WHAT TO WORK ON — Considering every line below, count those with the word "backend" and give only the result.

DATA FOR THIS EXERCISE —

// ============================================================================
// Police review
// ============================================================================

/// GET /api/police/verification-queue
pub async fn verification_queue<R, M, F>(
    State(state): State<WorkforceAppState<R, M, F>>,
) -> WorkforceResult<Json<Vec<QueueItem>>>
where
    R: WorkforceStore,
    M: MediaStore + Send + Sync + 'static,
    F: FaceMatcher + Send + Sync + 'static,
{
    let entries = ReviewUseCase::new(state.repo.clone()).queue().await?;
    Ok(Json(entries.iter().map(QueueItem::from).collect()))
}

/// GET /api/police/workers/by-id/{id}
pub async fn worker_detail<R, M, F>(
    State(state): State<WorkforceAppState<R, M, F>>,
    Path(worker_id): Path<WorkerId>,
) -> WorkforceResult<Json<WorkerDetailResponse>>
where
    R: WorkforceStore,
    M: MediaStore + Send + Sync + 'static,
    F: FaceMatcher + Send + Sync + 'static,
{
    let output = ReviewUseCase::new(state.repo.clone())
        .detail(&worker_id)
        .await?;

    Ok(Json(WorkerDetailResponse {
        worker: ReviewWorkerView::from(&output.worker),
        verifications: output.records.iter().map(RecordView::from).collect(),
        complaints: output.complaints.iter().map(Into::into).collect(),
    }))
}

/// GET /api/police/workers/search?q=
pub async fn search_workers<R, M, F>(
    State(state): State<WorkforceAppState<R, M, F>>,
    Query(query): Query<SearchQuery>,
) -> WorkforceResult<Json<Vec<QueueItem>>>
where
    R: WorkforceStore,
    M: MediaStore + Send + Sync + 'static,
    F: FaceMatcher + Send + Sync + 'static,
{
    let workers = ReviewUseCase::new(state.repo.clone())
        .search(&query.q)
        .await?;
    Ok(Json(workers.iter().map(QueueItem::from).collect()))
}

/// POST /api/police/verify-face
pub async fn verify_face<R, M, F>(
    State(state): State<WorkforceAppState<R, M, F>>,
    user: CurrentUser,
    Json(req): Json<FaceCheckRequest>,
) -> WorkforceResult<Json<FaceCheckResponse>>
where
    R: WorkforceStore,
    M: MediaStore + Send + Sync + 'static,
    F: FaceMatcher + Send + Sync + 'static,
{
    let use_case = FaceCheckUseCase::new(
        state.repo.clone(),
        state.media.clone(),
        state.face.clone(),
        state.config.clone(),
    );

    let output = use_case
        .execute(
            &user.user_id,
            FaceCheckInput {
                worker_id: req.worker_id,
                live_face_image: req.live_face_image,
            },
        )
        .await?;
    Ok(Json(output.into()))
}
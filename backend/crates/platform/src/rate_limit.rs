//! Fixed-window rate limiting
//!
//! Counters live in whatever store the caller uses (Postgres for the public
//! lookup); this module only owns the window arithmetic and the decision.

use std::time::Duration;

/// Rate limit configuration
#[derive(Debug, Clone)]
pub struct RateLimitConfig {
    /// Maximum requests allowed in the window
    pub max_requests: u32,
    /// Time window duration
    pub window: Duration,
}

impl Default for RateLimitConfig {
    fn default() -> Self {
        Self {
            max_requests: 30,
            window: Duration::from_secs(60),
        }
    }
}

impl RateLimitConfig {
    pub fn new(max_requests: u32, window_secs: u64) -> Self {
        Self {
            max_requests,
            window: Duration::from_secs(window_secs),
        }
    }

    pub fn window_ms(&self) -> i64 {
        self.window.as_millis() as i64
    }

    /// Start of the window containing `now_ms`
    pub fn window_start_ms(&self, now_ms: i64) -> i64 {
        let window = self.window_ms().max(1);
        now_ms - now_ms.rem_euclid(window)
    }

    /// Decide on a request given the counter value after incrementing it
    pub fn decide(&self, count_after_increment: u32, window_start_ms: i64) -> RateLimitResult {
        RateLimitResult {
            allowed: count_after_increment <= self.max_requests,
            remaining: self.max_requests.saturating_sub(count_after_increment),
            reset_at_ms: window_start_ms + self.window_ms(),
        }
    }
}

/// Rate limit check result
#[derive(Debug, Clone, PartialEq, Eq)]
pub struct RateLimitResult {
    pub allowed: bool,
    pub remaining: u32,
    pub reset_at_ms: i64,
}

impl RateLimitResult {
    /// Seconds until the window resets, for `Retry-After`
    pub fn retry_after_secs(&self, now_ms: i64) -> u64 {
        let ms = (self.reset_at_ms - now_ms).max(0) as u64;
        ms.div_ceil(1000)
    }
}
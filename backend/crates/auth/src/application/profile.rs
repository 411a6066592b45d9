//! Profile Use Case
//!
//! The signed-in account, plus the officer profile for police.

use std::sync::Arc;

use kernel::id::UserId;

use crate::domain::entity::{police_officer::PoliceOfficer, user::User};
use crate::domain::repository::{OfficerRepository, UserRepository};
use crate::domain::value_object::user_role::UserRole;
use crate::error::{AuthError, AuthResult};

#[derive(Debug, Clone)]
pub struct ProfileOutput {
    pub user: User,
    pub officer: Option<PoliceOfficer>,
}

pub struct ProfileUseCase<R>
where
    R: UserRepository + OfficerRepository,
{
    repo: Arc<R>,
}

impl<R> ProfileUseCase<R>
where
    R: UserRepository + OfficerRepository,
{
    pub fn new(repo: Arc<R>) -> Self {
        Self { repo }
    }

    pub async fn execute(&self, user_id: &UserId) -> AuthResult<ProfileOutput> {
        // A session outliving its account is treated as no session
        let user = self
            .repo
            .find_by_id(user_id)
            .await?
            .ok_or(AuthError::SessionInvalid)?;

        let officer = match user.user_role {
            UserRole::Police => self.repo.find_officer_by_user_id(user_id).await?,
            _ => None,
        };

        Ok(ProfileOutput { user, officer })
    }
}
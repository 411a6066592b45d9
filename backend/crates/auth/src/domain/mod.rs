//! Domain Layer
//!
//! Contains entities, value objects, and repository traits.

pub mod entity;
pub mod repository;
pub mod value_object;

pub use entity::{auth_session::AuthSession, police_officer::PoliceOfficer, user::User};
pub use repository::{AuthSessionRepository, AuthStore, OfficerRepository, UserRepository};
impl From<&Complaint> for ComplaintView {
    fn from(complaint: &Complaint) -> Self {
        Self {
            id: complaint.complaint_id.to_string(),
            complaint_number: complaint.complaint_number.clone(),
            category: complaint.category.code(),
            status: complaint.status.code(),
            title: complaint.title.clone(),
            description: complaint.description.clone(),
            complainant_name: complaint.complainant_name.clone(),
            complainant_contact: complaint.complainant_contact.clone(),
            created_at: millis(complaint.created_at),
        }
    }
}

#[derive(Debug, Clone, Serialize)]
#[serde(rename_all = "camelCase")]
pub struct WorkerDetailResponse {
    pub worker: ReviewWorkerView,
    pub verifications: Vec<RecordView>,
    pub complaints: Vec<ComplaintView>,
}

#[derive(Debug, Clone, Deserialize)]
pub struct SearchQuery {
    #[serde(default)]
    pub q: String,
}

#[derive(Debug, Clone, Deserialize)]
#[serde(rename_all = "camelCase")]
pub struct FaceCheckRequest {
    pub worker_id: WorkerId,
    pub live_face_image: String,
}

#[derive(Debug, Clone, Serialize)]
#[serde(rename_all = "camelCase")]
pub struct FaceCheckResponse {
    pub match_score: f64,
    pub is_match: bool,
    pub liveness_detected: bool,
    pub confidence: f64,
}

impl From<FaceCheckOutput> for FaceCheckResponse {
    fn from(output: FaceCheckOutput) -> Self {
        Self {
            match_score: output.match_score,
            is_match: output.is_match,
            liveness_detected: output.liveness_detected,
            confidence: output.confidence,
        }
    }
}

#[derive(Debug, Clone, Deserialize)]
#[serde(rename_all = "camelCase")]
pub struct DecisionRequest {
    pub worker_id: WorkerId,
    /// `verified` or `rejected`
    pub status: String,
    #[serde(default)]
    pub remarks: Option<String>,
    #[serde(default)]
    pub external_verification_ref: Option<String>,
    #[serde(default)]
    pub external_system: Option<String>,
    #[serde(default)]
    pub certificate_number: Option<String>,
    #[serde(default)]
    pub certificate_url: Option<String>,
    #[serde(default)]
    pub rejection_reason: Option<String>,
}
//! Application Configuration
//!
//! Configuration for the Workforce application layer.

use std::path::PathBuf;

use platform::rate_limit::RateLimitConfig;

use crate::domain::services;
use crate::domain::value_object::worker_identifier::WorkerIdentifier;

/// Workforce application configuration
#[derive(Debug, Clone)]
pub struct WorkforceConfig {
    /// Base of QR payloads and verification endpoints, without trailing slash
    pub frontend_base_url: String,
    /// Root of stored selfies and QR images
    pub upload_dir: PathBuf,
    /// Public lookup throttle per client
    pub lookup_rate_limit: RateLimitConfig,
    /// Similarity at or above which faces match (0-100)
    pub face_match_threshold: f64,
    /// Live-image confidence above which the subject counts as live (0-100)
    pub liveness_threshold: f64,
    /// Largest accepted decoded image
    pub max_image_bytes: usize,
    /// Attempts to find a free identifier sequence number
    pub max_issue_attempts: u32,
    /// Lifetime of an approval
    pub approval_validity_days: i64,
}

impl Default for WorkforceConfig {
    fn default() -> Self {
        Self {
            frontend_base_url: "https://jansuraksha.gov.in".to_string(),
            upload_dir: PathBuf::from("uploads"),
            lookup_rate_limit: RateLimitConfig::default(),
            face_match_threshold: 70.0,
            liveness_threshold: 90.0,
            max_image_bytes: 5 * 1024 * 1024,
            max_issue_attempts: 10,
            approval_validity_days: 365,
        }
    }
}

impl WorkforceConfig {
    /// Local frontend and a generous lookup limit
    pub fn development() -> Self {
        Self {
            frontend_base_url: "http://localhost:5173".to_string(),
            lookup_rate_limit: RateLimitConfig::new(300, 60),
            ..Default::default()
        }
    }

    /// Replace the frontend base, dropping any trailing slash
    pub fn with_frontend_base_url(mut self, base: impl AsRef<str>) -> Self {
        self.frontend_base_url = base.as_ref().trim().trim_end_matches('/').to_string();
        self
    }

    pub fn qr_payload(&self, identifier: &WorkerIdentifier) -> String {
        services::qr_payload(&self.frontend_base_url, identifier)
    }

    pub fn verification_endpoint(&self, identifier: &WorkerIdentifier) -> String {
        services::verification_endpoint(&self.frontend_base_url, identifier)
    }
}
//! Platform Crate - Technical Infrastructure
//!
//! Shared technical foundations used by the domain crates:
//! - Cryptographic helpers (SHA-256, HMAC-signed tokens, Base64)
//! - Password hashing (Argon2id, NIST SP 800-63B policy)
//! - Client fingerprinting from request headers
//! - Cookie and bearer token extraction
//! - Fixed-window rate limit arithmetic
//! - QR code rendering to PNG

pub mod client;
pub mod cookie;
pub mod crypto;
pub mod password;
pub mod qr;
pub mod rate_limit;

EXERCISE RESULT — 3